Every line of the material that includes the word "queued" is to be shown.

[[ Source data open ]]

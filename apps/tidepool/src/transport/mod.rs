use thiserror::Error;
use tokio::sync::mpsc;

pub mod websocket;

pub use websocket::{ChannelOpenError, WebSocketChannel};

/// One inbound frame from the remote peer.
#[derive(Debug, Clone, PartialEq, Eq)]
pub enum Payload {
    Text(String),
    Binary(Vec<u8>),
}

impl Payload {
    pub fn as_text(&self) -> Option<&str> {
        match self {
            Payload::Text(text) => Some(text),
            Payload::Binary(_) => None,
        }
    }

    pub fn into_bytes(self) -> Vec<u8> {
        match self {
            Payload::Text(text) => text.into_bytes(),
            Payload::Binary(bytes) => bytes,
        }
    }
}

/// Instruction queued for the channel's pump task.
#[derive(Debug, Clone, PartialEq, Eq)]
pub(crate) enum Command {
    Send(String),
    Close,
}

#[derive(Debug, Error)]
#[error("channel is closed")]
pub struct ChannelClosed;

/// Cloneable write half of a channel. Sends are queued; a send only fails
/// once the transport has shut down.
#[derive(Debug, Clone)]
pub struct ChannelController {
    tx: mpsc::UnboundedSender<Command>,
}

impl ChannelController {
    pub(crate) fn new(tx: mpsc::UnboundedSender<Command>) -> Self {
        Self { tx }
    }

    /// Queue one outbound text message.
    pub fn send_text(&self, text: impl Into<String>) -> Result<(), ChannelClosed> {
        self.tx
            .send(Command::Send(text.into()))
            .map_err(|_| ChannelClosed)
    }

    /// Request an orderly close of the transport. Safe to call more than
    /// once, and after the transport has already gone away.
    pub fn close(&self) {
        let _ = self.tx.send(Command::Close);
    }
}

/// Read half of a channel. Events arrive strictly in wire order.
#[derive(Debug)]
pub struct ChannelEvents {
    rx: mpsc::UnboundedReceiver<Payload>,
}

impl ChannelEvents {
    pub(crate) fn new(rx: mpsc::UnboundedReceiver<Payload>) -> Self {
        Self { rx }
    }

    /// Next inbound payload, or `None` once the transport has closed.
    pub async fn recv(&mut self) -> Option<Payload> {
        self.rx.recv().await
    }
}

#[cfg(test)]
mod tests {
    use super::*;

    #[tokio::test]
    async fn controller_send_fails_after_pump_is_gone() {
        let (tx, rx) = mpsc::unbounded_channel();
        let controller = ChannelController::new(tx);
        controller.send_text("still alive").unwrap();
        drop(rx);
        assert!(controller.send_text("too late").is_err());
    }

    #[tokio::test]
    async fn events_end_when_sender_drops() {
        let (tx, rx) = mpsc::unbounded_channel();
        let mut events = ChannelEvents::new(rx);
        tx.send(Payload::Text("one".into())).unwrap();
        drop(tx);
        assert_eq!(events.recv().await, Some(Payload::Text("one".into())));
        assert_eq!(events.recv().await, None);
    }
}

[[ Source data closed ]]

• **Completed exercise**
/// Instruction queued for the channel's pump task.
/// Cloneable write half of a channel. Sends are queued; a send only fails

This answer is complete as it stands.